* Extracted records:
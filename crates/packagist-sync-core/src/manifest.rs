//! `composer.json` loading.

use crate::{Error, Result};
use sonic_rs::{JsonValueTrait, Value};
use std::fmt;
use std::path::{Path, PathBuf};
use tracing::debug;

/// Manifest file name.
pub const MANIFEST_FILE: &str = "composer.json";

/// Source of manifest file contents.
pub trait ManifestReader: fmt::Debug {
    /// Read the manifest at `path`.
    ///
    /// # Errors
    /// Returns [`Error::ManifestNotFound`] if there is no file at `path`.
    fn read(&self, path: &Path) -> Result<String>;
}

/// Reads manifests from the local filesystem.
#[derive(Debug, Clone, Copy, Default)]
pub struct FsManifestReader;

impl ManifestReader for FsManifestReader {
    fn read(&self, path: &Path) -> Result<String> {
        std::fs::read_to_string(path).map_err(|e| {
            if e.kind() == std::io::ErrorKind::NotFound {
                Error::ManifestNotFound {
                    path: path.to_path_buf(),
                }
            } else {
                Error::io(path, e)
            }
        })
    }
}

/// A parsed `composer.json` object.
#[derive(Debug, Clone)]
pub struct Manifest {
    path: PathBuf,
    data: Value,
}

impl Manifest {
    /// Load the manifest located at `path` through `reader`.
    ///
    /// # Errors
    /// Returns error if the file is missing, unreadable or not a JSON object.
    pub fn load(reader: &dyn ManifestReader, path: &Path) -> Result<Self> {
        debug!(path = %path.display(), "loading manifest");
        let content = reader.read(path)?;
        Self::parse(path, &content)
    }

    /// Parse manifest content read from `path`.
    ///
    /// # Errors
    /// Returns error if `content` is not a JSON object.
    pub fn parse(path: impl Into<PathBuf>, content: &str) -> Result<Self> {
        let path = path.into();
        let data: Value = sonic_rs::from_str(content).map_err(|e| Error::InvalidManifest {
            path: path.clone(),
            message: e.to_string(),
        })?;

        if !data.is_object() {
            return Err(Error::InvalidManifest {
                path,
                message: "expected a JSON object".to_string(),
            });
        }

        Ok(Self { path, data })
    }

    /// Path the manifest was read from.
    #[must_use]
    pub fn path(&self) -> &Path {
        &self.path
    }

    /// Get a top-level value.
    #[must_use]
    pub fn get(&self, key: &str) -> Option<&Value> {
        self.data.get(key)
    }

    /// The `name` field, if present and non-empty.
    #[must_use]
    pub fn name(&self) -> Option<&str> {
        self.get("name")
            .and_then(|v| v.as_str())
            .filter(|name| !name.is_empty())
    }
}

* Task to carry out: Your answer should be a single number: the count of lines in the listing that hold the word "InvalidManifest".

* Answer box: 2